START RECORDS TO PROCESS

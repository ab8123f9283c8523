//! UTXO references and the lock model shared by locked inputs and outputs.

use std::io::{Read, Write};

use camino_core::{ser::ByteFormat, SerError, TxId};
use serde::{Deserialize, Serialize};

/// A reference to a transaction output: the creating transaction and the output's index.
#[derive(Copy, Clone, Debug, Default, Eq, PartialEq, Hash, PartialOrd, Ord, Serialize, Deserialize)]
pub struct UtxoId {
    /// The ID of the transaction that created the output
    pub tx_id: TxId,
    /// The index of the output in that transaction
    pub output_index: u32,
}

impl UtxoId {
    /// Instantiate a new UtxoId
    pub fn new(tx_id: TxId, output_index: u32) -> Self {
        Self { tx_id, output_index }
    }
}

impl ByteFormat for UtxoId {
    type Error = SerError;

    fn serialized_length(&self) -> usize {
        36
    }

    fn read_from<R>(reader: &mut R) -> Result<Self, Self::Error>
    where
        R: Read,
    {
        Ok(Self {
            tx_id: TxId::read_from(reader)?,
            output_index: Self::read_u32_be(reader)?,
        })
    }

    fn write_to<W>(&self, writer: &mut W) -> Result<usize, Self::Error>
    where
        W: Write,
    {
        let mut len = self.tx_id.write_to(writer)?;
        len += Self::write_u32_be(writer, self.output_index)?;
        Ok(len)
    }
}

/// The deposit and bond that lock a UTXO. An empty ID means "not locked that way".
#[derive(Copy, Clone, Debug, Default, Eq, PartialEq, Hash, Serialize, Deserialize)]
pub struct LockIds {
    /// The deposit transaction, if deposited
    pub deposit_tx_id: TxId,
    /// The bonding transaction, if bonded
    pub bond_tx_id: TxId,
}

impl LockIds {
    /// The lock state these IDs describe
    pub fn state(&self) -> LockState {
        match (self.deposit_tx_id.is_empty(), self.bond_tx_id.is_empty()) {
            (true, true) => LockState::Unlocked,
            (false, true) => LockState::Deposited,
            (true, false) => LockState::Bonded,
            (false, false) => LockState::DepositedBonded,
        }
    }
}

impl ByteFormat for LockIds {
    type Error = SerError;

    fn serialized_length(&self) -> usize {
        64
    }

    fn read_from<R>(reader: &mut R) -> Result<Self, Self::Error>
    where
        R: Read,
    {
        Ok(Self {
            deposit_tx_id: TxId::read_from(reader)?,
            bond_tx_id: TxId::read_from(reader)?,
        })
    }

    fn write_to<W>(&self, writer: &mut W) -> Result<usize, Self::Error>
    where
        W: Write,
    {
        let mut len = self.deposit_tx_id.write_to(writer)?;
        len += self.bond_tx_id.write_to(writer)?;
        Ok(len)
    }
}

/// Lock states of a UTXO. Also the lock mode requested when asking the node to spend.
#[derive(Copy, Clone, Debug, Eq, PartialEq, Hash, Serialize, Deserialize)]
#[repr(u8)]
pub enum LockState {
    /// Freely spendable
    Unlocked = 0,
    /// Locked by a deposit
    Deposited = 1,
    /// Locked by a bond
    Bonded = 2,
    /// Locked by both
    DepositedBonded = 3,
}

impl From<LockState> for u8 {
    fn from(state: LockState) -> Self {
        state as u8
    }
}

#[cfg(test)]
mod test {
    use super::*;

    #[test]
    fn it_serializes_utxo_ids() {
        let id = UtxoId::new(TxId::new([1; 32]), 2);
        let bytes = id.serialize_bytes().unwrap();
        assert_eq!(bytes.len(), id.serialized_length());
        assert_eq!(hex::encode(&bytes[32..]), "00000002");
        assert_eq!(UtxoId::deserialize_bytes(&bytes).unwrap(), id);
    }

    #[test]
    fn it_derives_lock_states() {
        let mut ids = LockIds::default();
        assert_eq!(ids.state(), LockState::Unlocked);
        ids.bond_tx_id = TxId::new([1; 32]);
        assert_eq!(ids.state(), LockState::Bonded);
        ids.deposit_tx_id = TxId::new([2; 32]);
        assert_eq!(ids.state(), LockState::DepositedBonded);
        ids.bond_tx_id = TxId::default();
        assert_eq!(ids.state(), LockState::Deposited);
        assert_eq!(u8::from(LockState::DepositedBonded), 3);
    }
}
//! C-chain atomic transactions.

use std::io::{Read, Write};

use camino_core::{ser::ByteFormat, AssetId, ChainId, EthAddress, SerError};
use serde::{Deserialize, Serialize};

use crate::{
    codec,
    error::{TxError, TxResult},
    fee::{ATOMIC_TX_BASE_COST, COST_PER_SIGNATURE, TX_BYTES_GAS},
    types::output::TransferableOutput,
};

/// Funds taken from a C-chain account.
#[derive(Copy, Clone, Debug, Default, Eq, PartialEq, Hash, Serialize, Deserialize)]
pub struct EvmInput {
    /// The funding account
    pub address: EthAddress,
    /// Amount taken, in the platform's denomination
    pub amount: u64,
    /// The asset taken
    pub asset_id: AssetId,
    /// The account's nonce
    pub nonce: u64,
}

impl ByteFormat for EvmInput {
    type Error = SerError;

    fn serialized_length(&self) -> usize {
        20 + 8 + 32 + 8
    }

    fn read_from<R>(reader: &mut R) -> Result<Self, Self::Error>
    where
        R: Read,
    {
        Ok(Self {
            address: EthAddress::read_from(reader)?,
            amount: Self::read_u64_be(reader)?,
            asset_id: AssetId::read_from(reader)?,
            nonce: Self::read_u64_be(reader)?,
        })
    }

    fn write_to<W>(&self, writer: &mut W) -> Result<usize, Self::Error>
    where
        W: Write,
    {
        let mut len = self.address.write_to(writer)?;
        len += Self::write_u64_be(writer, self.amount)?;
        len += self.asset_id.write_to(writer)?;
        len += Self::write_u64_be(writer, self.nonce)?;
        Ok(len)
    }
}

/// Move funds from the C-chain into the shared memory of `destination_chain`.
#[derive(Clone, Debug, Default, Eq, PartialEq, Serialize, Deserialize)]
pub struct UnsignedExportTx {
    /// The network ID
    pub network_id: u32,
    /// The C-chain ID
    pub blockchain_id: ChainId,
    /// The chain receiving the funds
    pub destination_chain: ChainId,
    /// Funding accounts, sorted by address then asset
    pub ins: Vec<EvmInput>,
    /// Outputs placed in shared memory, in canonical order
    pub exported_outputs: Vec<TransferableOutput>,
}

impl UnsignedExportTx {
    /// Gas consumed: one per unsigned byte plus one signature per input, plus the fixed atomic
    /// cost when `fixed_fee` is set.
    pub fn gas_used(&self, fixed_fee: bool) -> TxResult<u64> {
        let unsigned_len = (2 + 4 + self.serialized_length()) as u64;
        let mut gas = unsigned_len
            .checked_mul(TX_BYTES_GAS)
            .ok_or(TxError::AmountOverflow)?;
        let sig_gas = (self.ins.len() as u64)
            .checked_mul(COST_PER_SIGNATURE)
            .ok_or(TxError::AmountOverflow)?;
        gas = gas.checked_add(sig_gas).ok_or(TxError::AmountOverflow)?;
        if fixed_fee {
            gas = gas
                .checked_add(ATOMIC_TX_BASE_COST)
                .ok_or(TxError::AmountOverflow)?;
        }
        Ok(gas)
    }
}

impl ByteFormat for UnsignedExportTx {
    type Error = SerError;

    fn serialized_length(&self) -> usize {
        4 + 32
            + 32
            + 4
            + 68 * self.ins.len()
            + 4
            + self
                .exported_outputs
                .iter()
                .map(|o| o.serialized_length())
                .sum::<usize>()
    }

    fn read_from<R>(reader: &mut R) -> Result<Self, Self::Error>
    where
        R: Read,
    {
        Ok(Self {
            network_id: Self::read_u32_be(reader)?,
            blockchain_id: ChainId::read_from(reader)?,
            destination_chain: ChainId::read_from(reader)?,
            ins: Self::read_prefix_vec(reader)?,
            exported_outputs: Self::read_prefix_vec(reader)?,
        })
    }

    fn write_to<W>(&self, writer: &mut W) -> Result<usize, Self::Error>
    where
        W: Write,
    {
        let mut len = Self::write_u32_be(writer, self.network_id)?;
        len += self.blockchain_id.write_to(writer)?;
        len += self.destination_chain.write_to(writer)?;
        len += Self::write_prefix_vec(writer, &self.ins)?;
        len += Self::write_prefix_vec(writer, &self.exported_outputs)?;
        Ok(len)
    }
}

/// An unsigned C-chain atomic transaction.
#[derive(Clone, Debug, Eq, PartialEq, Serialize, Deserialize)]
pub enum UnsignedAtomicTx {
    /// Export from the C-chain
    Export(UnsignedExportTx),
}

impl UnsignedAtomicTx {
    /// The codec type ID of the variant
    pub fn type_id(&self) -> u32 {
        match self {
            UnsignedAtomicTx::Export(_) => codec::UNSIGNED_EXPORT_TX,
        }
    }
}

impl ByteFormat for UnsignedAtomicTx {
    type Error = SerError;

    fn serialized_length(&self) -> usize {
        2 + 4 + match self {
            UnsignedAtomicTx::Export(tx) => tx.serialized_length(),
        }
    }

    fn read_from<R>(reader: &mut R) -> Result<Self, Self::Error>
    where
        R: Read,
    {
        Self::read_codec_version(reader)?;
        match Self::read_u32_be(reader)? {
            codec::UNSIGNED_EXPORT_TX => Ok(UnsignedAtomicTx::Export(UnsignedExportTx::read_from(reader)?)),
            type_id => Err(SerError::UnknownTypeId {
                type_id,
                context: "atomic tx",
            }),
        }
    }

    fn write_to<W>(&self, writer: &mut W) -> Result<usize, Self::Error>
    where
        W: Write,
    {
        let mut len = Self::write_u16_be(writer, camino_core::ser::CODEC_VERSION)?;
        len += Self::write_u32_be(writer, self.type_id())?;
        len += match self {
            UnsignedAtomicTx::Export(tx) => tx.write_to(writer)?,
        };
        Ok(len)
    }
}

#[cfg(test)]
mod test {
    use super::*;
    use camino_core::Address;

    fn export() -> UnsignedExportTx {
        UnsignedExportTx {
            network_id: 1002,
            blockchain_id: ChainId::new([1; 32]),
            destination_chain: ChainId::default(),
            ins: vec![EvmInput {
                address: EthAddress::new([2; 20]),
                amount: 1_000_000,
                asset_id: AssetId::new([3; 32]),
                nonce: 7,
            }],
            exported_outputs: vec![TransferableOutput::pay(
                AssetId::new([3; 32]),
                900_000,
                Address::new([4; 20]),
            )],
        }
    }

    #[test]
    fn it_round_trips_exports() {
        let tx = UnsignedAtomicTx::Export(export());
        let bytes = tx.serialize_bytes().unwrap();
        assert_eq!(bytes.len(), tx.serialized_length());
        assert_eq!(hex::encode(&bytes[..6]), "000000000001");
        assert_eq!(UnsignedAtomicTx::deserialize_bytes(&bytes).unwrap(), tx);
    }

    #[test]
    fn it_measures_gas() {
        let tx = export();
        let unsigned_len = UnsignedAtomicTx::Export(tx.clone())
            .serialized_length() as u64;
        assert_eq!(tx.gas_used(false).unwrap(), unsigned_len + 1000);
        assert_eq!(tx.gas_used(true).unwrap(), unsigned_len + 1000 + 10_000);

        let mut empty = tx;
        empty.ins.clear();
        assert_eq!(empty.gas_used(true).unwrap(), unsigned_len - 68 + 10_000);
    }
}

END RECORDS TO PROCESS

TRY IT
Would you please filter the lines above and copy every one that includes "TxError"?

OUTPUT FOR THIS TASK
    error::{TxError, TxResult},
            .ok_or(TxError::AmountOverflow)?;
            .ok_or(TxError::AmountOverflow)?;
        gas = gas.checked_add(sig_gas).ok_or(TxError::AmountOverflow)?;
                .ok_or(TxError::AmountOverflow)?;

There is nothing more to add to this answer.